Let's do hyperparameter tuning on our data! 

In [None]:
features = {
    'train_input_embeddings': train_input_embeddings, 
    'train_labels': train_labels, 
    'dev_input_embeddings': dev_input_embeddings, 
    'dev_labels': dev_labels, 
    'test_input_embeddings': test_input_embeddings, 
    'test_labels': test_labels, 
}

run_hyperparameter_tuning(features)

Awesome, now that is the performance of our classifier the test set of this task. Notice that 
 - this performance is much higher than the random chance performance 50%, which is great news!
 - we evaluate the test set only once thus far. We should always minimize the number of times we see/evaluate the test set to avoid overfitting it.  

# Effect of word embeddings 

What happens if we use a different word embeddings? We will look into this problem now.


In [None]:
# note: this might take 15-30 minutes 

for embedding_type in ["glove-twitter-50", "glove-twitter-100", "glove-twitter-200", "word2vec-google-news-300"]: 
  print(f" ============= Embedding: {embedding_type} ============ ")
  embeddings = gensim.downloader.load(embedding_type)

  # re-extract the features using this particular embedding 
  train_input_embeddings = featurizer(train_dataset['text'], embeddings=embeddings)
  dev_input_embeddings = featurizer(dev_dataset['text'], embeddings=embeddings)
  test_input_embeddings = featurizer(test_dataset['text'], embeddings=embeddings)

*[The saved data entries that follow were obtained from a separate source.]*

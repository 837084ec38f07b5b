//! API request handlers.

use axum::{Json, extract::State};

use crate::types::AnalysisResult;

use super::{
    error::ApiError,
    types::{AnalyzeRequest, ApiState, HealthResponse, InfoResponse},
};

/// Analyze endpoint handler.
///
/// POST /analyze
///
/// Accepts `{"text": "..."}` and returns the full analysis result. Missing
/// or blank text is rejected with HTTP 400 and `{"error": "Text is
/// required"}`. External-source failures never surface here; the analyzer
/// falls back to local extraction.
pub async fn analyze_handler(
    State(state): State<ApiState>,
    Json(request): Json<AnalyzeRequest>,
) -> Result<Json<AnalysisResult>, ApiError> {
    let result = state.analyzer.analyze(&request.text).await?;
    Ok(Json(result))
}

/// Health check endpoint handler.
///
/// GET /health
pub async fn health_handler() -> Json<HealthResponse> {
    Json(HealthResponse {
        status: "OK".to_string(),
        timestamp: chrono::Utc::now().to_rfc3339(),
    })
}

/// Server info endpoint handler.
///
/// GET /info
pub async fn info_handler() -> Json<InfoResponse> {
    Json(InfoResponse {
        name: env!("CARGO_PKG_NAME").to_string(),
        version: env!("CARGO_PKG_VERSION").to_string(),
    })
}
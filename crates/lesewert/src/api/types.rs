//! Request and response bodies for the HTTP surface.

use serde::{Deserialize, Serialize};
use std::sync::Arc;

use crate::core::Analyzer;

/// Analyze request body.
///
/// `text` defaults to empty so a missing field yields the same validation
/// message as an explicitly empty one instead of a deserialization error.
#[derive(Debug, Clone, Serialize, Deserialize)]
pub struct AnalyzeRequest {
    #[serde(default)]
    pub text: String,
}

/// Health check response.
#[derive(Debug, Clone, Serialize, Deserialize)]
pub struct HealthResponse {
    /// Health status, always `"OK"`.
    pub status: String,
    /// RFC 3339 timestamp of the check.
    pub timestamp: String,
}

/// Server identity response.
#[derive(Debug, Clone, Serialize, Deserialize)]
pub struct InfoResponse {
    /// Service name
    pub name: String,
    /// Service version
    pub version: String,
}

/// Error response body.
#[derive(Debug, Clone, Serialize, Deserialize)]
pub struct ErrorResponse {
    /// Error message
    pub error: String,
}

/// API server state.
///
/// Holds the analyzer built from the configuration the server was started
/// with. The analyzer is shared; per-request state stays in the handlers.
#[derive(Clone)]
pub struct ApiState {
    pub analyzer: Arc<Analyzer>,
}
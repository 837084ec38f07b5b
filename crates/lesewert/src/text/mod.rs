pub mod optimize;
pub mod readability;
pub mod segment;
pub mod suggestions;
pub mod syllables;
pub mod tokenize;

pub use optimize::weave_keywords;
pub use readability::{difficulty_label, reading_ease};
pub use segment::{sentence_count, split_with_terminators, word_count};
pub use suggestions::build_suggestions;
pub use syllables::{count_syllables, word_syllables};
pub use tokenize::tokenize;
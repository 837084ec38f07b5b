//! Optional TextRazor integration.
//!
//! When an API key is configured, the analyzer asks TextRazor for topics and
//! entities and uses the filtered topics as keywords. Every failure mode
//! (transport, status, decode, empty topics) degrades to local frequency
//! extraction without failing the request.

pub mod client;
pub mod types;

pub use client::{DEFAULT_ENDPOINT, DEFAULT_TIMEOUT_SECS, TextRazorClient, TextRazorConfig};
pub use types::{MAX_ENTITIES, MAX_TOPICS, MIN_ENTITY_CONFIDENCE, MIN_TOPIC_SCORE, TopicExtraction};
//! Analysis orchestration.
//!
//! Wires the pipeline together: validation, keyword source selection
//! (external with local fallback), metrics, suggestions, and text
//! optimization. All per-request state lives on the caller's stack, so one
//! [`Analyzer`] serves any number of concurrent analyses.

use tracing::{debug, warn};

use crate::core::config::AnalyzerConfig;
use crate::error::{LesewertError, Result};
use crate::keywords::KeywordSource;
use crate::text::{build_suggestions, count_syllables, reading_ease, weave_keywords};
use crate::textrazor::{TextRazorClient, TopicExtraction};
use crate::types::{AnalysisResult, Document};

/// Base title score for content inside the preferred length band.
const TITLE_BASE_IN_RANGE: u32 = 50;

/// Base title score outside the preferred length band.
const TITLE_BASE_OUT_OF_RANGE: u32 = 30;

/// Preferred word-count band for the title score base.
const TITLE_RANGE_WORDS: std::ops::RangeInclusive<usize> = 50..=300;

/// Title score added per selected keyword.
const TITLE_KEYWORD_BONUS: u32 = 5;

/// Upper bound of the title score.
const TITLE_SCORE_MAX: u32 = 100;

/// The analysis pipeline.
///
/// Construction validates the configuration and, when an API key is
/// present, builds the TextRazor client once; requests then share its
/// connection pool.
pub struct Analyzer {
    topic_client: Option<TextRazorClient>,
}

impl Analyzer {
    /// Build an analyzer from configuration.
    ///
    /// # Errors
    ///
    /// Returns `Config` if the configuration fails validation and
    /// `External` if the HTTP client cannot be constructed.
    pub fn new(config: AnalyzerConfig) -> Result<Self> {
        config.validate()?;

        let topic_client = config
            .textrazor
            .as_ref()
            .map(|textrazor| TextRazorClient::new(textrazor.clone()))
            .transpose()?;

        Ok(Self { topic_client })
    }

    /// Whether the external keyword source will be attempted.
    pub fn external_enabled(&self) -> bool {
        self.topic_client.is_some()
    }

    /// Run a full analysis of `text`.
    ///
    /// # Arguments
    ///
    /// * `text` - Raw input text; leading and trailing whitespace is ignored
    ///
    /// # Errors
    ///
    /// Returns `LesewertError::Validation` when `text` is empty after
    /// trimming. External-source failures never surface here; they degrade
    /// to local extraction.
    ///
    /// # Example
    ///
    /// ```rust,no_run
    /// use lesewert::core::{Analyzer, AnalyzerConfig};
    ///
    /// # async fn example() -> lesewert::Result<()> {
    /// let analyzer = Analyzer::new(AnalyzerConfig::default())?;
    /// let result = analyzer.analyze("Readable text ranks better. Write simply.").await?;
    /// println!("readability: {}", result.readability);
    /// # Ok(())
    /// # }
    /// ```
    pub async fn analyze(&self, text: &str) -> Result<AnalysisResult> {
        let trimmed = text.trim();
        if trimmed.is_empty() {
            return Err(LesewertError::validation("Text is required"));
        }

        let (external, entities) = self.external_extraction(trimmed).await;
        let source = KeywordSource::select(external, trimmed);
        let method = source.method();
        debug!(method = %method, keywords = source.keywords().len(), "keyword source selected");

        let document = Document::new(trimmed);
        let syllables = count_syllables(document.text());
        let readability = reading_ease(document.word_count(), document.sentence_count(), syllables);
        let title_score = title_score(document.word_count(), source.keywords().len());
        let suggestions = build_suggestions(document.word_count(), readability, source.keywords());
        let optimized_text = weave_keywords(document.text(), source.keywords());

        Ok(AnalysisResult {
            readability,
            title_score,
            keywords: source.into_keywords(),
            entities,
            word_count: document.word_count(),
            sentence_count: document.sentence_count(),
            suggestions,
            optimized_text,
            analysis_method: method,
        })
    }

    /// Attempt external extraction, swallowing every failure.
    ///
    /// Returns the keyword candidates (`None` when not attempted or failed)
    /// and the entities to retain. Entities from a successful call are kept
    /// even when the topic list comes back empty; on failure both are empty.
    async fn external_extraction(&self, text: &str) -> (Option<Vec<String>>, Vec<String>) {
        let Some(client) = &self.topic_client else {
            return (None, Vec::new());
        };

        match client.extract(text).await {
            Ok(TopicExtraction { keywords, entities }) => {
                if keywords.is_empty() {
                    debug!("external source returned no usable topics, using local extraction");
                }
                (Some(keywords), entities)
            }
            Err(error) => {
                warn!(%error, "external extraction failed, falling back to local extraction");
                (None, Vec::new())
            }
        }
    }
}

/// SEO title score from content length and keyword count.
fn title_score(word_count: usize, keyword_count: usize) -> u32 {
    let base = if TITLE_RANGE_WORDS.contains(&word_count) {
        TITLE_BASE_IN_RANGE
    } else {
        TITLE_BASE_OUT_OF_RANGE
    };

    (base + TITLE_KEYWORD_BONUS * keyword_count as u32).min(TITLE_SCORE_MAX)
}

/// Analyze text with the given configuration.
///
/// One-shot convenience wrapper around [`Analyzer`]; prefer constructing an
/// `Analyzer` when handling more than one request.
///
/// # Errors
///
/// Same as [`Analyzer::analyze`], plus configuration and client
/// construction failures from [`Analyzer::new`].
pub async fn analyze_text(text: &str, config: &AnalyzerConfig) -> Result<AnalysisResult> {
    Analyzer::new(config.clone())?.analyze(text).await
}
//! Lesewert CLI binary.

use std::io::Read;
use std::path::PathBuf;

use anyhow::Context;
use clap::{Parser, Subcommand, ValueEnum};
use tracing_subscriber::EnvFilter;

use lesewert::core::{Analyzer, AnalyzerConfig};
use lesewert::types::AnalysisResult;

/// CLI enum for the analysis output format
#[derive(Debug, Clone, Copy, ValueEnum)]
enum OutputFormat {
    /// Pretty-printed JSON
    Json,
    /// Human-readable summary
    Text,
}

#[derive(Parser)]
#[command(name = "lesewert")]
#[command(version)]
#[command(about = "SEO and readability analysis for English text", long_about = None)]
struct Cli {
    /// Enable debug logging
    #[arg(short, long, global = true)]
    verbose: bool,

    #[command(subcommand)]
    command: Commands,
}

#[derive(Subcommand)]
enum Commands {
    /// Analyze text from a file or stdin
    Analyze {
        /// File to read; stdin is used when omitted
        file: Option<PathBuf>,

        /// Output format
        #[arg(short, long, value_enum, default_value = "json")]
        format: OutputFormat,

        /// Configuration file (defaults to discovering lesewert.toml)
        #[arg(short, long)]
        config: Option<PathBuf>,
    },

    /// Start the API server
    Serve {
        /// Host address to bind to
        #[arg(short = 'H', long, default_value = "127.0.0.1")]
        host: String,

        /// Port to listen on (defaults to $PORT, then 3000)
        #[arg(short, long)]
        port: Option<u16>,

        /// Configuration file (defaults to discovering lesewert.toml)
        #[arg(short, long)]
        config: Option<PathBuf>,
    },
}

fn init_tracing(verbose: bool) {
    let default_level = if verbose { "debug" } else { "info" };
    let filter = EnvFilter::try_from_default_env().unwrap_or_else(|_| EnvFilter::new(default_level));
    tracing_subscriber::fmt().with_env_filter(filter).init();
}

fn load_config(path: Option<&PathBuf>) -> anyhow::Result<AnalyzerConfig> {
    let config = match path {
        Some(path) => AnalyzerConfig::from_toml_file(path)
            .with_context(|| format!("failed to load config from {}", path.display()))?,
        None => AnalyzerConfig::discover()
            .context("config discovery failed")?
            .unwrap_or_default(),
    };

    Ok(config.apply_env())
}

fn read_input(file: Option<&PathBuf>) -> anyhow::Result<String> {
    match file {
        Some(path) => {
            std::fs::read_to_string(path).with_context(|| format!("failed to read {}", path.display()))
        }
        None => {
            let mut buffer = String::new();
            std::io::stdin()
                .read_to_string(&mut buffer)
                .context("failed to read stdin")?;
            Ok(buffer)
        }
    }
}

/// Listen port when `--port` is omitted: `$PORT` if set, else 3000.
fn default_port() -> u16 {
    std::env::var("PORT")
        .ok()
        .and_then(|value| value.parse().ok())
        .unwrap_or(lesewert::api::DEFAULT_PORT)
}

fn print_text_summary(result: &AnalysisResult) {
    println!("Readability:  {} ({})", result.readability, result.difficulty());
    println!("Title score:  {}", result.title_score);
    println!("Words:        {}", result.word_count);
    println!("Sentences:    {}", result.sentence_count);
    println!("Method:       {}", result.analysis_method);

    if !result.keywords.is_empty() {
        println!("Keywords:     {}", result.keywords.join(", "));
    }
    if !result.entities.is_empty() {
        println!("Entities:     {}", result.entities.join(", "));
    }

    if !result.suggestions.is_empty() {
        println!();
        println!("Suggestions:");
        for suggestion in &result.suggestions {
            println!("  - {suggestion}");
        }
    }

    println!();
    println!("Optimized text:");
    println!("{}", result.optimized_text);
}

#[tokio::main]
async fn main() -> anyhow::Result<()> {
    let cli = Cli::parse();
    init_tracing(cli.verbose);

    match cli.command {
        Commands::Analyze { file, format, config } => {
            let config = load_config(config.as_ref())?;
            let text = read_input(file.as_ref())?;

            let analyzer = Analyzer::new(config)?;
            let result = analyzer.analyze(&text).await?;

            match format {
                OutputFormat::Json => println!("{}", serde_json::to_string_pretty(&result)?),
                OutputFormat::Text => print_text_summary(&result),
            }

            Ok(())
        }

        Commands::Serve { host, port, config } => {
            let port = port.unwrap_or_else(default_port);

            match config {
                Some(path) => {
                    let config = load_config(Some(&path))?;
                    lesewert::api::serve_with_config(&host, port, config).await?;
                }
                None => {
                    lesewert::api::serve(&host, port).await?;
                }
            }

            Ok(())
        }
    }
}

  # package the embeddings for hyperparameter tuning 
  features = {
      'train_input_embeddings': train_input_embeddings, 
      'train_labels': train_labels, 
      'dev_input_embeddings': dev_input_embeddings, 
      'dev_labels': dev_labels, 
      'test_input_embeddings': test_input_embeddings, 
      'test_labels': test_labels, 
  }

  run_hyperparameter_tuning(features, log=False)

  


## **Question 7:** what are your takeaways from the above experiment on trying different embeddings? 


In [None]:
# your answer here

### Congratulations!

You've come to the end of this assignment. Here are the main points you should remember:

- Using pre-trained **word embeddings** from the internet is often a good way to get started. 
- **Softmax classifer** is a simple, yet effective tool for multi-class problems. It is often used in conjunction with cross-entropy loss. 
- To make your implementation more efficient, use **matrix/vector operations** rather than scalar operators.  
- Careful **hyperparameter tuning** is necessary for any statistical learning problem. 
- It is essential to evaluate the test set as minimally as you can. Instead, use the held-out development set. 

Congratulations on finishing the graded portions of this notebook!